他抓住她捂著自己嘴的小手,輕輕拿了下來,然後順勢將她的兩隻手都握在了自己的掌心。
“是嗎,娘子?”
他的眼睛亮晶晶的,帶著戲謔的笑意。
“那為夫今日,便讓你知道知道,什麽才叫真正的開放。”
話音剛落,李越手臂一用力,將她整個人都帶進了自己的懷裏。
鄭麗婉驚呼一聲,隻覺得天旋地轉,很快聞到了他身上清爽的皂角香氣。
不等她反應過來,李越的另一隻手已經輕輕托住了她的下巴,微微抬起。
李越不顧鄭麗婉的小手在他胸前無力地撲騰著,快速地親了下去。
隻是輕輕一觸。
柔軟溫熱,帶著她唇上胭脂的清甜。
整個世界都安靜了下來。
周圍的便衣護衛反應極快。
就在李越低頭動作的瞬間,他們已經背過身不著痕跡地將兩人圍成了一個小圈,恰好用自己的身體擋住了街上大部分路人的視線。
整套動作行雲流水,配合默契。
李越親完之後,還故意咂了咂嘴,意猶未盡。
“真甜。”
鄭麗婉徹底懵了。
她能清晰地感覺到自己的心跳得飛快,擂鼓一般。
腦袋清空,隻剩下唇上那轉瞬即逝的觸感。
那雪白細膩的肌膚,以肉眼可見的速度,從臉頰紅到了脖頸,又從脖頸蔓延至耳根,像極了被煮熟的江南大蝦。

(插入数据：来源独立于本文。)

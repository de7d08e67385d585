use async_trait::async_trait;
use chrono::{DateTime, Utc};
use shardcas_core::store::{ObjectInfo, RemoteStore, StoreType};
use shardcas_core::{ContentDigest, Error, FileHasher, ObjectKey, Result};
use std::io::ErrorKind;
use std::path::{Path, PathBuf};
use tokio::fs;
use tracing::debug;

/// Stores objects as plain files below a directory, one file per key.
///
/// Uploads are copied to a temporary name in the target directory, verified
/// against the caller's digest and then renamed into place, so a reader never
/// sees a partially written object at its final key.
pub struct LocalBackend {
    base_path: PathBuf,
    hasher: FileHasher,
}

impl LocalBackend {
    pub fn new<P: AsRef<Path>>(base_path: P) -> Self {
        Self {
            base_path: base_path.as_ref().to_path_buf(),
            hasher: FileHasher::default(),
        }
    }

    pub fn base_path(&self) -> &Path {
        &self.base_path
    }

    fn full_path(&self, key: &ObjectKey) -> PathBuf {
        self.base_path.join(key.as_str())
    }

    /// Copies `source` to `temp_path`, checks it against `digest` and moves
    /// it to `full_path`. Leaves `temp_path` behind on error.
    async fn write_verified(
        &self,
        key: &ObjectKey,
        source: &Path,
        temp_path: &Path,
        full_path: &Path,
        digest: &ContentDigest,
    ) -> Result<()> {
        fs::copy(source, temp_path)
            .await
            .map_err(|e| Error::Backend(format!("Failed to copy {}: {}", source.display(), e)))?;

        let written = self.hasher.hash_file(temp_path).await.map_err(|e| {
            Error::Backend(format!("Failed to verify copy of {}: {}", source.display(), e))
        })?;
        if &written != digest {
            return Err(Error::Backend(format!(
                "{} changed since it was hashed (expected {}, copied {})",
                source.display(),
                digest.short_string(),
                written.short_string()
            )));
        }

        fs::rename(temp_path, full_path)
            .await
            .map_err(|e| Error::Backend(format!("Failed to write {}: {}", key, e)))?;
        Ok(())
    }
}

#[async_trait]
impl RemoteStore for LocalBackend {
    async fn init(&self) -> Result<()> {
        fs::create_dir_all(&self.base_path).await.map_err(|e| {
            Error::Backend(format!(
                "Store directory {} not accessible: {}",
                self.base_path.display(),
                e
            ))
        })?;
        Ok(())
    }

    async fn stat(&self, key: &ObjectKey) -> Result<Option<ObjectInfo>> {
        let metadata = match fs::metadata(self.full_path(key)).await {
            Ok(metadata) => metadata,
            Err(e) if e.kind() == ErrorKind::NotFound => return Ok(None),
            Err(e) => return Err(Error::Backend(format!("Failed to stat {}: {}", key, e))),
        };

        if !metadata.is_file() {
            return Err(Error::Backend(format!("{} is not a regular file", key)));
        }

        let modified = metadata.modified().ok().map(DateTime::<Utc>::from);

        Ok(Some(ObjectInfo {
            key: key.clone(),
            size: Some(metadata.len()),
            modified,
        }))
    }

    async fn checksum(&self, key: &ObjectKey) -> Result<Option<ContentDigest>> {
        match self.hasher.hash_file(self.full_path(key)).await {
            Ok(digest) => Ok(Some(digest)),
            Err(Error::Io(e)) if e.kind() == ErrorKind::NotFound => Ok(None),
            Err(e) => Err(Error::Backend(format!("Failed to checksum {}: {}", key, e))),
        }
    }

    async fn put_file(&self, key: &ObjectKey, path: &Path, digest: &ContentDigest) -> Result<()> {
        let full_path = self.full_path(key);
        let parent = full_path
            .parent()
            .ok_or_else(|| Error::Backend(format!("Invalid key {}", key)))?;
        fs::create_dir_all(parent).await?;

        let temp_path = parent.join(format!(
            ".{}.{:016x}.tmp",
            digest.to_hex(),
            rand::random::<u64>()
        ));

        let result = self
            .write_verified(key, path, &temp_path, &full_path, digest)
            .await;
        if result.is_err() {
            let _ = fs::remove_file(&temp_path).await;
        }
        result?;
        debug!(key = %key, path = %full_path.display(), "Stored object");

        Ok(())
    }

    fn store_type(&self) -> StoreType {
        StoreType::Local
    }
}

#[cfg(test)]
mod tests {
    use super::*;
    use tempfile::TempDir;

    fn source(dir: &TempDir, data: &[u8]) -> (PathBuf, ContentDigest, ObjectKey) {
        let path = dir.path().join("source");
        std::fs::write(&path, data).unwrap();
        let digest = ContentDigest::from_data(data);
        let key = ObjectKey::from_digest(&digest);
        (path, digest, key)
    }

    #[tokio::test]
    async fn test_put_then_stat() {
        let work = TempDir::new().unwrap();
        let store_dir = TempDir::new().unwrap();
        let backend = LocalBackend::new(store_dir.path());
        backend.init().await.unwrap();

        let (path, digest, key) = source(&work, b"hello");
        assert_eq!(backend.stat(&key).await.unwrap(), None);

        backend.put_file(&key, &path, &digest).await.unwrap();

        let info = backend.stat(&key).await.unwrap().unwrap();
        assert_eq!(info.size, Some(5));
        assert!(store_dir.path().join(key.as_str()).is_file());
        assert!(
            store_dir
                .path()
                .join("cas/2/c/2cf24dba5fb0a30e26e83b2ac5b9e29e1b161e5c1fa7425e73043362938b9824")
                .is_file()
        );
        assert_eq!(backend.checksum(&key).await.unwrap(), Some(digest));
    }

    #[tokio::test]
    async fn test_empty_object_exists_with_zero_size() {
        let work = TempDir::new().unwrap();
        let store_dir = TempDir::new().unwrap();
        let backend = LocalBackend::new(store_dir.path());

        let (path, digest, key) = source(&work, b"");
        backend.put_file(&key, &path, &digest).await.unwrap();
        assert_eq!(backend.stat(&key).await.unwrap().unwrap().size, Some(0));
    }

    #[tokio::test]
    async fn test_content_changed_after_hashing_is_rejected() {
        let work = TempDir::new().unwrap();
        let store_dir = TempDir::new().unwrap();
        let backend = LocalBackend::new(store_dir.path());

        let (path, digest, key) = source(&work, b"original");
        std::fs::write(&path, b"modified").unwrap();

        let result = backend.put_file(&key, &path, &digest).await;
        assert!(matches!(result, Err(Error::Backend(_))));
        assert_eq!(backend.stat(&key).await.unwrap(), None);

        let shard = store_dir.path().join(key.as_str());
        let leftovers: Vec<_> = std::fs::read_dir(shard.parent().unwrap())
            .unwrap()
            .collect();
        assert!(leftovers.is_empty());
    }

    #[tokio::test]
    async fn test_failed_rename_removes_temp_file() {
        let work = TempDir::new().unwrap();
        let store_dir = TempDir::new().unwrap();
        let backend = LocalBackend::new(store_dir.path());

        let (path, digest, key) = source(&work, b"blocked");
        // A non-empty directory at the final key makes the rename fail.
        let target = store_dir.path().join(key.as_str());
        std::fs::create_dir_all(target.join("occupied")).unwrap();

        let result = backend.put_file(&key, &path, &digest).await;
        assert!(matches!(result, Err(Error::Backend(_))));

        let leftovers: Vec<_> = std::fs::read_dir(target.parent().unwrap())
            .unwrap()
            .map(|entry| entry.unwrap().file_name())
            .filter(|name| name.to_string_lossy().ends_with(".tmp"))
            .collect();
        assert!(leftovers.is_empty());
    }

    #[tokio::test]
    async fn test_missing_source_is_error() {
        let work = TempDir::new().unwrap();
        let store_dir = TempDir::new().unwrap();
        let backend = LocalBackend::new(store_dir.path());
        let digest = ContentDigest::from_data(b"x");
        let key = ObjectKey::from_digest(&digest);

        let result = backend
            .put_file(&key, &work.path().join("nope"), &digest)
            .await;
        assert!(result.is_err());
    }
}
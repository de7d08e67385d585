use async_trait::async_trait;
use shardcas_core::store::{ObjectInfo, RemoteStore, StoreType};
use shardcas_core::{ContentDigest, Error, ObjectKey, Result};
use std::path::Path;
use tracing::{debug, warn};

/// Read-only view of a store for dry runs.
///
/// Existence checks go to the wrapped store. Initialisation is skipped,
/// since it may create the store (a local directory, for instance), and every
/// upload is refused. The orchestrator stops before uploading when
/// `BackupOptions::dry_run` is set, so a refused put only shows up if the two
/// are used inconsistently.
pub struct DryRunStore<S> {
    inner: S,
}

impl<S: RemoteStore> DryRunStore<S> {
    pub fn new(inner: S) -> Self {
        Self { inner }
    }

    pub fn inner(&self) -> &S {
        &self.inner
    }
}

#[async_trait]
impl<S: RemoteStore> RemoteStore for DryRunStore<S> {
    async fn init(&self) -> Result<()> {
        debug!(store = ?self.inner.store_type(), "Dry run, store left untouched");
        Ok(())
    }

    async fn stat(&self, key: &ObjectKey) -> Result<Option<ObjectInfo>> {
        self.inner.stat(key).await
    }

    async fn checksum(&self, key: &ObjectKey) -> Result<Option<ContentDigest>> {
        self.inner.checksum(key).await
    }

    async fn put_file(&self, key: &ObjectKey, path: &Path, _digest: &ContentDigest) -> Result<()> {
        warn!(path = %path.display(), key = %key, "Upload refused in dry run");
        Err(Error::Other(format!(
            "dry run: refusing to upload {} to {}",
            path.display(),
            key
        )))
    }

    fn store_type(&self) -> StoreType {
        self.inner.store_type()
    }
}

#[cfg(test)]
mod tests {
    use super::*;
    use crate::LocalBackend;
    use shardcas_core::{BackupOptions, FileOutcome, FileToProcess, ManifestWriter, Orchestrator};
    use shardcas_core::{ManifestTiming, MemoryStore};
    use tempfile::TempDir;

    fn file(dir: &TempDir, name: &str, data: &[u8]) -> FileToProcess {
        let path = dir.path().join(name);
        std::fs::write(&path, data).unwrap();
        FileToProcess {
            path,
            size: data.len() as u64,
        }
    }

    #[tokio::test]
    async fn test_put_is_refused() {
        let dir = TempDir::new().unwrap();
        let source = file(&dir, "f", b"data");
        let digest = ContentDigest::from_data(b"data");
        let key = ObjectKey::from_digest(&digest);

        let store = DryRunStore::new(MemoryStore::new());
        assert!(store.put_file(&key, &source.path, &digest).await.is_err());

        assert_eq!(store.stat(&key).await.unwrap(), None);
        assert_eq!(store.inner().put_count(), 0);
    }

    #[tokio::test]
    async fn test_init_does_not_create_local_store() {
        let dir = TempDir::new().unwrap();
        let root = dir.path().join("not-yet");

        let store = DryRunStore::new(LocalBackend::new(&root));
        store.init().await.unwrap();
        assert!(!root.exists());

        let key = ObjectKey::from_digest(&ContentDigest::from_data(b"x"));
        assert_eq!(store.stat(&key).await.unwrap(), None);
    }

    #[tokio::test]
    async fn test_dry_run_batch_reports_would_upload() {
        let dir = TempDir::new().unwrap();
        let new = file(&dir, "new", b"data");
        let present = file(&dir, "present", b"kept");

        let inner = MemoryStore::new();
        inner.insert(ObjectKey::from_digest(&ContentDigest::from_data(b"kept")), &b"kept"[..]);

        let options = BackupOptions {
            dry_run: true,
            manifest_timing: ManifestTiming::AfterOutcome,
            ..Default::default()
        };
        let manifest = ManifestWriter::new(Vec::new()).unwrap();
        let orchestrator = Orchestrator::new(DryRunStore::new(inner), manifest, options);

        let report = orchestrator.process_file(&new).await.unwrap();
        assert_eq!(report.outcome, FileOutcome::WouldUpload);

        let summary = orchestrator.run(&[new, present]).await.unwrap();
        assert_eq!(summary.uploaded, 0);
        assert_eq!(summary.uploaded_bytes, 0);
        assert_eq!(summary.would_upload, 1);
        assert_eq!(summary.would_upload_bytes, 4);
        assert_eq!(summary.skipped, 1);
        assert_eq!(summary.failed, 0);
        // Only the file already in the store counts as backed up.
        assert_eq!(summary.manifest_entries, 1);

        let (store, _) = orchestrator.into_parts();
        assert_eq!(store.inner().put_count(), 0);
        assert_eq!(store.inner().len(), 1);
    }
}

她再也顧不上什麽世家貴女的儀態,尖叫一聲,把頭嬌羞地埋在了李越的懷裏,不敢見人。
李越摟著懷裏溫軟的嬌軀,感受著她的輕顫和那快要跳出胸膛的心跳。
這就是純情的古代少女,一個簡單的吻,就能讓她方寸大亂。
過了許久,鄭麗婉才從他懷裏慢慢抬起頭來。
她狠狠地瞪了李越一眼,眼神裏滿是羞憤,卻又夾雜著她自己都理不清的慌亂和……歡喜。
“夫君,你……你太壞了!”
她丟下這句話,用力推開他,轉身就跑。
“我……我去找清沅妹妹逛街去了!”
看著她落荒而逃的背影,李越站在原地,哈哈大笑起來。
可憐的李恪和顧清沅這對正在緩慢升溫的小情侶,就這麽被強行拆散了。
顧清沅的表情管理做得極好,隻是微笑著愉快地答應了她的逛街請求。
兩個身形窈窕的女子很快便手拉手,匯入了熙熙攘攘的人群之中,隻留下一陣香風。
隻留下李恪一個人,孤零零地站在原地。
他長長地歎了口氣迴到李越身邊。
“王兄。”
李恪的語氣帶著幾分生無可戀的無奈。
“有詩詞嗎?送小弟一首。”
李越正為自己剛才的“壯舉”得意,聞言隨口問道:“你要詩詞幹嘛?”
話一出口,他看著李恪那張快要哭出來的苦瓜臉,立刻就明白了。
他強忍住笑,拍了拍李恪的肩膀,會心地一笑。
“行啊,恪弟,長進了啊。”
他擠眉弄眼地問道:“說吧,你們倆發展到哪一步了?牽手了沒?”
李恪的臉微微一紅,有些不好意思地說道:“王兄莫要取笑,顧家妹妹真是好本事,小弟我最近正在跟她學習算賬的本領。”
他這話說的半真半假。
顧清沅確實在教他一些經濟庶務,這是李越特意安排的。
目的是為了讓他這個未來的海外封王,不至於被人騙得底褲都不剩。
“隻是她畢竟是女孩子家,又讀了那麽多書,就喜歡那些風花雪月的東西。”
李恪搓了搓手,湊到李越身邊耳語道。
“要是……要是能讓王兄你抄……啊不!是送給小弟一首驚才絕豔的詩詞,那顧家妹妹見了,定會歡喜!”